Skylar — local, sovereign, from-scratch LLMs. CLI + loader for the Skylar model family: generative chat, embeddings, and a COBOL specialist.

Project description

skylar

A tiny runtime + CLI for the Skylar model family — local, sovereign, from-scratch LLMs you load, run, and serve with one pip install. It covers generative chat, embeddings / retrieval, and a COBOL code specialist — 236M–390M class, runnable on a single GPU or CPU, no data leaving your machine.

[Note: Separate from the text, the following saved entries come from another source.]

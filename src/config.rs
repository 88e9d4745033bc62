// ===============================
// src/config.rs
// ===============================
/*
=============================================================================
Project : sma_crossover_bot — async SMA crossover signal engine in Rust
Module  : config.rs
Version : 0.1.0
License : MIT

Summary : Streams order-book depth (websocket/mock), relays snapshots over
          pub/sub, keeps short/long moving averages per instrument, emits
          crossover signals, keeps one open order per instrument, exposes
          Prometheus metrics and records JSONL events.
=============================================================================
*/
use dotenvy::dotenv;
use rust_decimal::Decimal;
use std::env;
use std::str::FromStr;
use std::time::Duration;

use crate::error::ConfigError;
use crate::retry::RetryPolicy;

/// Market data source
#[derive(Clone, Debug, PartialEq, Eq)]
pub enum FeedMode {
    Mock,
    Live,
}

impl FeedMode {
    fn parse(s: &str) -> Option<Self> {
        match s.trim().to_ascii_lowercase().as_str() {
            "mock" => Some(FeedMode::Mock),
            "live" | "ws" | "websocket" => Some(FeedMode::Live),
            _ => None,
        }
    }

    pub fn as_str(&self) -> &'static str {
        match self { FeedMode::Mock => "mock", FeedMode::Live => "live" }
    }
}

#[derive(Clone, Debug)]
pub struct Args {
    // feed
    pub feed_mode: FeedMode,
    pub stream_url: String,
    pub symbols: Vec<String>, // mock feed only

    // relay
    pub broker_addr: String,
    pub relay_topic: String,
    pub relay_capacity: usize,

    // engine
    pub short_window: usize,
    pub long_window: usize,
    pub max_price_count: usize, // per-instrument queue
    pub order_qty: Decimal,

    // retry
    pub retry: RetryPolicy,

    // files/metrics
    pub metrics_port: u16,
    pub record_file: Option<String>,
}

/// Reads `.env` (if any) and the process environment.
pub fn load() -> Result<Args, ConfigError> {
    let _ = dotenv();
    from_lookup(|k| env::var(k).ok())
}

fn parse_or<T: FromStr>(
    get: &impl Fn(&str) -> Option<String>,
    key: &'static str,
    default: T,
) -> Result<T, ConfigError> {
    match get(key) {
        None => Ok(default),
        Some(v) if v.trim().is_empty() => Ok(default),
        Some(v) => v.trim().parse().map_err(|_| ConfigError::Invalid { key, value: v }),
    }
}

/// Build `Args` from any key lookup (environment in production, maps in tests).
pub fn from_lookup(get: impl Fn(&str) -> Option<String>) -> Result<Args, ConfigError> {
    let feed_mode = match get("FEED_MODE") {
        None => FeedMode::Live,
        Some(v) => FeedMode::parse(&v).ok_or(ConfigError::Invalid { key: "FEED_MODE", value: v })?,
    };
    let stream_url = get("STREAM_URL")
        .or_else(|| get("WEB_SOCKET_URL"))
        .unwrap_or_else(|| "wss://stream.binance.com:9443/ws/btcusdt@depth".to_string());

    // SYMBOLS=BTCUSDT,ETHUSDT,SOLUSDT
    let symbols: Vec<String> = get("SYMBOLS")
        .map(|s| {
            s.split(',')
                .map(|x| x.trim())
                .filter(|x| !x.is_empty())
                .map(|x| x.to_ascii_uppercase())
                .collect()
        })
        .filter(|v: &Vec<String>| !v.is_empty())
        .unwrap_or_else(|| vec!["BTCUSDT".to_string()]);

    let broker_addr = get("BROKER_ADDR").unwrap_or_else(|| "inproc://relay".to_string());
    let relay_topic = get("RELAY_TOPIC").unwrap_or_else(|| "order_book".to_string());
    let relay_capacity = parse_or(&get, "RELAY_CAPACITY", 4096usize)?;

    let short_window = parse_or(&get, "SHORT_WINDOW", 50usize)?;
    let long_window = parse_or(&get, "LONG_WINDOW", 200usize)?;
    if short_window == 0 || short_window >= long_window {
        return Err(ConfigError::Windows { short: short_window, long: long_window });
    }
    let max_price_count = parse_or(&get, "MAX_PRICE_COUNT", 200usize)?;
    let order_qty = parse_or(&get, "ORDER_QTY", Decimal::ONE)?;

    let retry = RetryPolicy {
        max_attempts: parse_or(&get, "CONNECT_MAX_ATTEMPTS", 5u32)?,
        delay: Duration::from_millis(parse_or(&get, "CONNECT_RETRY_DELAY_MS", 5000u64)?),
    };

    let metrics_port = parse_or(&get, "METRICS_PORT", 9898u16)?;
    let record_file = get("RECORD_FILE").filter(|s| !s.trim().is_empty());

    Ok(Args {
        feed_mode,
        stream_url,
        symbols,
        broker_addr,
        relay_topic,
        relay_capacity,
        short_window,
        long_window,
        max_price_count,
        order_qty,
        retry,
        metrics_port,
        record_file,
    })
}
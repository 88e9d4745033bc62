// ===============================
// src/lib.rs
// ===============================
pub mod book;
pub mod config;
pub mod domain;
pub mod engine;
pub mod error;
pub mod feed;
pub mod health;
pub mod metrics;
pub mod positions;
pub mod recorder;
pub mod relay;
pub mod retry;
pub mod sma;
pub mod store;
pub mod strategy;
// ===============================
// src/health.rs
// ===============================
use chrono::Utc;
use std::sync::atomic::{AtomicBool, Ordering};
use std::sync::Arc;
use std::time::Duration;
use tokio_util::sync::CancellationToken;
use tracing::warn;

use crate::relay::Relay;
use crate::store::Store;

/// Shared connection flags read by `/readyz`.
#[derive(Debug, Clone, Default)]
pub struct Readiness {
    pub feed: Arc<AtomicBool>,
    pub relay: Arc<AtomicBool>,
    pub store: Arc<AtomicBool>,
}

impl Readiness {
    pub fn new(feed: Arc<AtomicBool>, relay: Arc<AtomicBool>) -> Self {
        Self { feed, relay, store: Arc::new(AtomicBool::new(false)) }
    }

    /// `(ready, json body)`; the first unreachable dependency is named.
    pub fn report(&self) -> (bool, String) {
        let checks = [
            (&self.store, "database unreachable"),
            (&self.relay, "broker unreachable"),
            (&self.feed, "websocket unreachable"),
        ];
        for (flag, reason) in checks {
            if !flag.load(Ordering::Relaxed) {
                return (false, format!(r#"{{"status":"not ready","reason":"{reason}"}}"#));
            }
        }
        (true, format!(r#"{{"status":"ready","time":"{}"}}"#, Utc::now().to_rfc3339()))
    }

    pub fn liveness_body() -> String {
        format!(r#"{{"status":"alive","time":"{}"}}"#, Utc::now().to_rfc3339())
    }
}

/// Pings store and broker every `every` until cancelled.
pub async fn run_probe(
    readiness: Readiness,
    store: Arc<dyn Store>,
    relay: Arc<Relay>,
    every: Duration,
    cancel: CancellationToken,
) {
    loop {
        let store_ok = match store.ping().await {
            Ok(()) => true,
            Err(e) => {
                warn!(?e, "store ping failed");
                false
            }
        };
        readiness.store.store(store_ok, Ordering::Relaxed);
        crate::metrics::set_connected("store", store_ok);

        // relay keeps its own flag; a failed ping only clears it
        if relay.ping().await.is_err() {
            readiness.relay.store(false, Ordering::Relaxed);
        }

        tokio::select! {
            _ = cancel.cancelled() => break,
            _ = tokio::time::sleep(every) => {}
        }
    }
}
// ===============================
// src/main.rs
// ===============================
/*
 # readiness / liveness / metrics
curl -s localhost:9898/readyz
curl -s localhost:9898/metrics | grep '^signal_evaluations_total'
curl -s localhost:9898/metrics | grep '^orders_opened_total'

 # offline run with the random-walk feed
FEED_MODE=mock SYMBOLS=BTCUSDT,ETHUSDT SHORT_WINDOW=5 LONG_WINDOW=20 cargo run
*/
/*
=============================================================================
Project : sma_crossover_bot — async SMA crossover signal engine in Rust
Module  : main.rs
Version : 0.1.0
License : MIT

Summary : Streams order-book depth (websocket/mock), relays snapshots over
          pub/sub, keeps short/long moving averages per instrument, emits
          crossover signals, keeps one open order per instrument, exposes
          Prometheus metrics and records JSONL events.
=============================================================================
*/
use std::process::ExitCode;
use std::sync::Arc;
use tokio::{sync::mpsc, time::Duration};
use tokio_util::sync::CancellationToken;
use tracing::{error, info, warn};
use tracing_subscriber::EnvFilter;

use sma_crossover_bot::{
    config::{self, Args, FeedMode},
    domain::Event,
    engine::{self, EngineConfig, EngineCtx, Registry},
    error::PipelineError,
    feed::{self, Connector, FeedAdapter, MockConnector, WsConnector},
    health::{self, Readiness},
    metrics,
    positions::PositionManager,
    recorder,
    relay::{Broker, LocalBroker, Relay},
    store::{MemoryStore, Store},
};

const PROBE_EVERY: Duration = Duration::from_secs(10);

fn init_logging() {
    let filter = EnvFilter::try_from_default_env().unwrap_or_else(|_| EnvFilter::new("info"));
    let json = std::env::var("LOG_FORMAT").map(|v| v.eq_ignore_ascii_case("json")).unwrap_or(false);
    if json {
        tracing_subscriber::fmt().with_env_filter(filter).json().init();
    } else {
        tracing_subscriber::fmt().with_env_filter(filter).init();
    }
}

#[tokio::main]
async fn main() -> ExitCode {
    // ---- Logging ----
    init_logging();

    // ---- Load config ----
    let args = match config::load() {
        Ok(a) => a,
        Err(e) => {
            error!(%e, "invalid configuration");
            return ExitCode::FAILURE;
        }
    };

    info!(
        feed_mode = args.feed_mode.as_str(),
        stream_url = %args.stream_url,
        symbols = ?args.symbols,
        short_window = args.short_window,
        long_window = args.long_window,
        broker = %args.broker_addr,
        topic = %args.relay_topic,
        "startup config"
    );

    metrics::init();

    let result = match args.feed_mode {
        FeedMode::Mock => {
            let adapter = FeedAdapter::new(MockConnector::new(args.symbols.clone()), "mock://feed", args.retry);
            run(args, adapter).await
        }
        FeedMode::Live => {
            let adapter = FeedAdapter::new(WsConnector, args.stream_url.clone(), args.retry);
            run(args, adapter).await
        }
    };

    match result {
        Ok(()) => {
            info!("shutdown complete");
            ExitCode::SUCCESS
        }
        Err(e) => {
            error!(%e, "pipeline stopped on fatal error");
            ExitCode::FAILURE
        }
    }
}

async fn run<C: Connector>(args: Args, adapter: FeedAdapter<C>) -> Result<(), PipelineError> {
    let cancel = CancellationToken::new();

    // ---- Persistence ----
    let store: Arc<dyn Store> = Arc::new(MemoryStore::new());

    // ---- Recorder (optional) ----
    let (journal, recorder_task) = match args.record_file.clone() {
        Some(path) => {
            let (tx, rx) = mpsc::channel::<Event>(8192);
            let task = tokio::spawn(async move {
                if let Err(e) = recorder::run(rx, path).await {
                    error!(?e, "recorder stopped");
                }
            });
            (Some(tx), Some(task))
        }
        None => (None, None),
    };

    // ---- Relay ----
    let broker: Arc<dyn Broker> = Arc::new(LocalBroker::new(args.broker_addr.clone(), args.relay_capacity));
    let relay = Arc::new(Relay::connect(broker, args.retry).await.map_err(PipelineError::from_relay)?);

    // ---- Metrics + health HTTP ----
    let readiness = Readiness::new(adapter.connected_flag(), relay.connected_flag());
    metrics::serve(args.metrics_port, readiness.clone())?;
    let probe = tokio::spawn(health::run_probe(
        readiness,
        store.clone(),
        relay.clone(),
        PROBE_EVERY,
        cancel.clone(),
    ));

    // ---- Engine: subscribe before the feed starts publishing ----
    let ctx = EngineCtx {
        store: store.clone(),
        positions: PositionManager::new(store.clone(), args.order_qty, journal.clone()),
        journal: journal.clone(),
        config: EngineConfig {
            short_window: args.short_window,
            long_window: args.long_window,
            queue_capacity: args.max_price_count,
        },
    };
    let dispatcher = tokio::spawn(engine::run_dispatch(
        relay.subscribe(&args.relay_topic),
        Registry::new(ctx),
        cancel.clone(),
    ));

    // ---- Ingest until Ctrl-C or a fatal error ----
    let ingest = feed::run_ingest(&adapter, &relay, &args.relay_topic, cancel.clone());
    tokio::pin!(ingest);
    let finished = tokio::select! {
        r = &mut ingest => Some(r),
        _ = tokio::signal::ctrl_c() => None,
    };
    let outcome = match finished {
        Some(r) => r,
        None => {
            info!("ctrl-c received, shutting down");
            cancel.cancel();
            ingest.await
        }
    };

    // ---- Drain ----
    cancel.cancel();
    if let Err(e) = dispatcher.await {
        warn!(?e, "dispatcher task failed");
    }
    let _ = probe.await;
    store.close().await;
    drop(journal);
    if let Some(task) = recorder_task {
        let _ = task.await;
    }
    outcome
}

Models live under Sophia-AI on HuggingFace: Skylar-236M-Base · Skylar-236M-Chat · Skylar-236M-Embed · Skylar-390M-Cobol.

Install

pip install skylar
# optional HTTP server:
pip install "skylar[serve]"

Use it — CLI

# chat with any Skylar generative model (no forced persona — steer it with --system)
skylar chat --model Sophia-AI/Skylar-236M-Chat --system "Sei un assistente che risponde dal contesto."

# embeddings / retrieval (any SkylarEmbedder model)
skylar embed --model Sophia-AI/Skylar-236M-Embed --query "prestito casa" --docs "mutuo" "meteo"

# one-shot generation (HF repo id or a local checkpoint dir)
skylar generate --model Sophia-AI/Skylar-236M-Chat --prompt "..."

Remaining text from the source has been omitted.